Authors | Age, y/Sex | Fitzpatrick Skin Type | Indication | Distant Involvement | Personal History | Family History | Regimen | Clinical Outcome | Histology |
---|---|---|---|---|---|---|---|---|---|
Brown et al., 20052 | 25, M | NR | GW | No | NR | NR | 3 times/wk | NC | No |
Stefanaki et al., 2006 | 32, M | NR | GW | No | NCR | Father with vitiligo and diabetes mellitus | Alternate days, 3 mo | Minimum repigmentation without treatment | No |
Al Dujaili et al., 2007 | 21, M | NR | GW | No | NR | NR | 3 times/wk, 4 mo | NR | No |
Senel et al., 2007 | 32, M | NR | GW | No | NCR | NCR | Alternate days, 2 mo | NC | No |
Serrao et al., 2008 | 26, M | NR | GW | No | NCR | NR | 3 times/wk, 16 wk | NC | No |
Zhang et al., 2011 | 25, M | NR | GW | No | NCR | NCR | 3 times/wk, 18 wk | NR | No |
Zhang et al., 2011 | 22, M | NR | GW | No | NCR | NCR | Alternate days, 12 mo | NR | No |
Kwon et al., 20123 | NR, M | NR | EMPD | No | NCR | NR | Alternate days, 3 mo | NR | Yes |
Kwon et al., 20123 | NR, M | NR | EMPD | No | NCR | NR | Alternate days, 3 mo | NR | Yes |
Kwon et al., 20123 | NR, M | NR | EMPD | No | NCR | NR | Alternate days, 3 mo | NR | Yes |
Wang et al., 20136 | 36, F | NR | GW | No | NCR | NCR | Alternate days, 6 mo | Repigmentation with tacrolimus 0.1% | No |
Li et al., 20144 | 28, M | NR | GW | No | NCR | NCR | 3 times/wk, 12 wk | Minimal improvement with tacrolimus 0.1% | Yes |
Serra et al., 20145 | 25, F | NR | GW | 4 halo nevi on the trunk | NCR | NCR | 3 times/wk, 12 wk | NC | No |
Maatouk et al., 2016 | 26, M | NR | GW | No | NCR | NCR | Once a wk, 3 wk | NC | No |
García-Montero et al. | 45, M | IV Fitzpatrick | GW | No | NCR | NCR | 3 times/wk, 16 wk | NC | No |
García-Montero et al. | 41, F | IV Fitzpatrick | GW | No | NCR | NCR | 3 times/wk, 16 wk | NC | No |
Abbreviations: EMPD, extramammary Paget disease; F, female; GW, genital warts; M, male; NC, no change; NCR, not clinically relevant; NR, not reported.
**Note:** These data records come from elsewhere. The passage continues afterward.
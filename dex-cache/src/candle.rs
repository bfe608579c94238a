//! Per-pair bounded OHLCV history.
//!
//! Bucket boundaries come from the candle timestamps, never the wall clock, so backfilled and
//! live candles land in the same buckets.

use crate::{
    error::CacheError,
    model::{Address, Candle},
};
use chrono::{DateTime, TimeDelta, Utc};
use fnv::FnvHashMap;
use parking_lot::{Mutex, RwLock};
use std::{collections::VecDeque, sync::Arc, time::Duration};

/// What [`CandleSeries::ingest`] did with an incoming candle.
#[derive(Debug, Copy, Clone, Eq, PartialEq)]
pub enum CandleIngest {
    /// A new bucket was opened.
    Opened,
    /// The candle merged into the current open bucket.
    Merged,
    /// A new bucket was opened and the oldest bucket evicted to stay within capacity.
    Evicted,
}

/// Ring buffer of candles for a single pair, oldest first.
#[derive(Debug, Clone)]
pub struct CandleSeries {
    candles: VecDeque<Candle>,
    capacity: usize,
    resolution_ms: i64,
}

impl CandleSeries {
    pub fn new(capacity: usize, resolution: Duration) -> Self {
        Self {
            candles: VecDeque::with_capacity(capacity),
            capacity,
            resolution_ms: (resolution.as_millis() as i64).max(1),
        }
    }

    /// Align a timestamp to the start of its bucket.
    #[inline]
    fn align(&self, time: DateTime<Utc>) -> DateTime<Utc> {
        let ms = time.timestamp_millis();
        let aligned = ms.div_euclid(self.resolution_ms) * self.resolution_ms;
        DateTime::from_timestamp_millis(aligned).unwrap_or(time)
    }

    /// Append or merge a candle. Buckets older than the current open bucket are rejected.
    pub fn ingest(&mut self, pair: &Address, candle: Candle) -> Result<CandleIngest, CacheError> {
        candle.validate()?;
        let bucket_start = self.align(candle.bucket_start);

        let current_start = self.candles.back().map(|current| current.bucket_start);

        match current_start {
            Some(current_start) if bucket_start < current_start => Err(CacheError::StaleIngest {
                pair: pair.to_string(),
                cursor: current_start.timestamp_millis(),
                received: bucket_start.timestamp_millis(),
            }),
            Some(current_start) if bucket_start == current_start => {
                if let Some(current) = self.candles.back_mut() {
                    current.high = current.high.max(candle.high).max(candle.close);
                    current.low = current.low.min(candle.low).min(candle.close);
                    current.close = candle.close;
                    current.volume += candle.volume;
                }
                Ok(CandleIngest::Merged)
            }
            _ => {
                let evicted = if self.candles.len() >= self.capacity {
                    self.candles.pop_front();
                    true
                } else {
                    false
                };

                self.candles.push_back(Candle {
                    bucket_start,
                    open: candle.open,
                    high: candle.high.max(candle.open).max(candle.close),
                    low: candle.low.min(candle.open).min(candle.close),
                    close: candle.close,
                    volume: candle.volume,
                });

                Ok(if evicted {
                    CandleIngest::Evicted
                } else {
                    CandleIngest::Opened
                })
            }
        }
    }

    /// Up to `max_points` most recent candles, oldest first.
    pub fn last_n(&self, max_points: usize) -> Vec<Candle> {
        let start = self.candles.len().saturating_sub(max_points);
        self.candles.range(start..).copied().collect()
    }

    /// Candles whose bucket starts at or after `since`, oldest first.
    pub fn since(&self, since: DateTime<Utc>) -> impl Iterator<Item = &Candle> {
        let start = self.candles.partition_point(|candle| candle.bucket_start < since);
        self.candles.range(start..)
    }

    /// Candles whose bucket starts within `[from, to)`.
    pub fn between(&self, from: DateTime<Utc>, to: DateTime<Utc>) -> impl Iterator<Item = &Candle> {
        self.since(from).take_while(move |candle| candle.bucket_start < to)
    }

    pub fn latest(&self) -> Option<&Candle> {
        self.candles.back()
    }

    /// End of the most recent bucket.
    pub fn cursor(&self) -> Option<DateTime<Utc>> {
        self.latest()
            .map(|candle| candle.bucket_start + TimeDelta::milliseconds(self.resolution_ms))
    }

    pub fn len(&self) -> usize {
        self.candles.len()
    }

    pub fn is_empty(&self) -> bool {
        self.candles.is_empty()
    }
}

/// Per-pair candle series. The outer map only changes when a pair is registered, so steady-state
/// ingestion takes the outer lock for reading and serialises on the pair's own mutex.
#[derive(Debug)]
pub struct CandleStore {
    series: RwLock<FnvHashMap<Address, Arc<Mutex<CandleSeries>>>>,
    capacity: usize,
    resolution: Duration,
}

impl CandleStore {
    pub fn new(capacity: usize, resolution: Duration) -> Self {
        Self {
            series: RwLock::new(FnvHashMap::default()),
            capacity,
            resolution,
        }
    }

    /// Create an empty series for a newly registered pair.
    pub fn init_pair(&self, pair: &Address) {
        self.series
            .write()
            .entry(pair.clone())
            .or_insert_with(|| Arc::new(Mutex::new(CandleSeries::new(self.capacity, self.resolution))));
    }

    fn get(&self, pair: &Address) -> Result<Arc<Mutex<CandleSeries>>, CacheError> {
        self.series
            .read()
            .get(pair)
            .cloned()
            .ok_or_else(|| CacheError::pair_not_found(pair.as_str()))
    }

    pub fn ingest(&self, pair: &Address, candle: Candle) -> Result<CandleIngest, CacheError> {
        self.get(pair)?.lock().ingest(pair, candle)
    }

    /// Ordered history, oldest first, of length `min(stored, max_points)`.
    pub fn history(&self, pair: &Address, max_points: usize) -> Result<Vec<Candle>, CacheError> {
        Ok(self.get(pair)?.lock().last_n(max_points))
    }

    /// Run `f` against a pair's series while holding its lock.
    pub fn with_series<F, T>(&self, pair: &Address, f: F) -> Result<T, CacheError>
    where
        F: FnOnce(&CandleSeries) -> T,
    {
        let series = self.get(pair)?;
        let guard = series.lock();
        Ok(f(&guard))
    }

    /// Run `f` against every series, one pair lock at a time.
    pub fn for_each<F>(&self, mut f: F)
    where
        F: FnMut(&Address, &CandleSeries),
    {
        let series: Vec<_> = self
            .series
            .read()
            .iter()
            .map(|(address, series)| (address.clone(), Arc::clone(series)))
            .collect();

        for (address, series) in series {
            f(&address, &series.lock());
        }
    }

    pub fn total_candles(&self) -> usize {
        let mut total = 0;
        self.for_each(|_, series| total += series.len());
        total
    }
}

#[cfg(test)]
mod tests {
    use super::*;

    fn candle(minute: i64, open: f64, high: f64, low: f64, close: f64, volume: f64) -> Candle {
        Candle {
            bucket_start: DateTime::from_timestamp(minute * 60, 0).unwrap(),
            open,
            high,
            low,
            close,
            volume,
        }
    }

    fn pair() -> Address {
        Address::parse("0xpair").unwrap()
    }

    #[test]
    fn test_merge_within_bucket() {
        let mut series = CandleSeries::new(10, Duration::from_secs(60));

        assert_eq!(
            series.ingest(&pair(), candle(1, 100.0, 101.0, 99.0, 100.5, 10.0)),
            Ok(CandleIngest::Opened)
        );

        // Same minute, 30s later: aligned into the open bucket
        let mut update = candle(1, 100.5, 104.0, 98.0, 103.0, 5.0);
        update.bucket_start += TimeDelta::seconds(30);
        assert_eq!(series.ingest(&pair(), update), Ok(CandleIngest::Merged));

        let merged = series.latest().copied().unwrap();
        assert_eq!(merged.open, 100.0);
        assert_eq!(merged.high, 104.0);
        assert_eq!(merged.low, 98.0);
        assert_eq!(merged.close, 103.0);
        assert_eq!(merged.volume, 15.0);
        assert_eq!(series.len(), 1);
    }

    #[test]
    fn test_stale_bucket_rejected() {
        let mut series = CandleSeries::new(10, Duration::from_secs(60));
        series
            .ingest(&pair(), candle(5, 1.0, 1.0, 1.0, 1.0, 1.0))
            .unwrap();

        let actual = series.ingest(&pair(), candle(4, 1.0, 1.0, 1.0, 1.0, 1.0));
        assert_eq!(
            actual,
            Err(CacheError::StaleIngest {
                pair: "0xpair".to_string(),
                cursor: 300_000,
                received: 240_000,
            })
        );
        assert_eq!(series.len(), 1);
    }

    #[test]
    fn test_ring_buffer_evicts_oldest() {
        let mut series = CandleSeries::new(3, Duration::from_secs(60));

        let outcomes: Vec<_> = (0..5)
            .map(|minute| {
                series
                    .ingest(&pair(), candle(minute, 1.0, 1.0, 1.0, 1.0, minute as f64))
                    .unwrap()
            })
            .collect();

        assert_eq!(
            outcomes,
            vec![
                CandleIngest::Opened,
                CandleIngest::Opened,
                CandleIngest::Opened,
                CandleIngest::Evicted,
                CandleIngest::Evicted,
            ]
        );
        assert_eq!(series.len(), 3);
        let volumes: Vec<_> = series.last_n(10).iter().map(|c| c.volume).collect();
        assert_eq!(volumes, vec![2.0, 3.0, 4.0]);
    }

    #[test]
    fn test_new_bucket_widens_high_low() {
        let mut series = CandleSeries::new(3, Duration::from_secs(60));
        // Feed reports high/low that do not cover open/close
        series
            .ingest(&pair(), candle(0, 10.0, 9.0, 11.0, 12.0, 1.0))
            .unwrap();

        let stored = series.latest().copied().unwrap();
        assert_eq!(stored.high, 12.0);
        assert_eq!(stored.low, 9.0);
        assert!(stored.high >= stored.open.max(stored.close));
        assert!(stored.low <= stored.open.min(stored.close));
    }

    #[test]
    fn test_history_bounded_and_ordered() {
        let store = CandleStore::new(500, Duration::from_secs(60));
        store.init_pair(&pair());
        for minute in 0..10 {
            store
                .ingest(&pair(), candle(minute, 1.0, 2.0, 0.5, 1.5, 1.0))
                .unwrap();
        }

        let history = store.history(&pair(), 4).unwrap();
        assert_eq!(history.len(), 4);
        assert!(
            history
                .windows(2)
                .all(|w| w[0].bucket_start < w[1].bucket_start)
        );
        assert_eq!(
            history.last().unwrap().bucket_start,
            DateTime::from_timestamp(9 * 60, 0).unwrap()
        );

        assert_eq!(store.history(&pair(), 100).unwrap().len(), 10);
        assert_eq!(store.total_candles(), 10);
    }

    #[test]
    fn test_unknown_pair() {
        let store = CandleStore::new(10, Duration::from_secs(60));
        assert!(matches!(
            store.history(&pair(), 10),
            Err(CacheError::NotFound { .. })
        ));
    }

    #[test]
    fn test_between_window() {
        let mut series = CandleSeries::new(10, Duration::from_secs(60));
        for minute in 0..6 {
            series
                .ingest(&pair(), candle(minute, 1.0, 1.0, 1.0, 1.0, minute as f64))
                .unwrap();
        }

        let from = DateTime::from_timestamp(2 * 60, 0).unwrap();
        let to = DateTime::from_timestamp(5 * 60, 0).unwrap();
        let volumes: Vec<_> = series.between(from, to).map(|c| c.volume).collect();
        assert_eq!(volumes, vec![2.0, 3.0, 4.0]);
        assert_eq!(
            series.cursor(),
            Some(DateTime::from_timestamp(6 * 60, 0).unwrap())
        );
    }
}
Several theories have been proposed to explain imiquimod-induced vitiligo-like hypopigmentation. First, imiquimod might directly induce apoptosis of melanocytes7; second, it might stimulate toll-like receptor 7, triggering the release of diverse cytokines, which would activate T cells, causing the destruction of melanocytes8; and finally pigment loss could be due to the Koebner phenomenon in predisposed patients.9 Regardless of the mechanism of this adverse effect, hypopigmentation in the genital area can have considerable emotional and sexual repercussions. Several studies have shown that vitiligo has an impact on a person's sex life, and genital involvement has been statistically associated with worsening of sexual relations.10
It is therefore essential to inform patients of the risk of hypopigmentation with 5% imiquimod and to stop treatment when pigment loss begins. Although vitiligo-like hypopigmentation is very rare in this setting, it would seem wise to identify at-risk patients (i.e., patients with dark skin, a personal or family history of vitiligo, halo nevi or postinflammatory hypopigmentation) in order to prevent its occurrence.
Please cite this article as: García-Montero P, Jiménez JBR, Morano MTF, Martín MdT. Hipopigmentación genital similar a vitíligo tras tratamiento con imiquimod 5%. Actas Dermosifiliogr. 2017;108:378–380.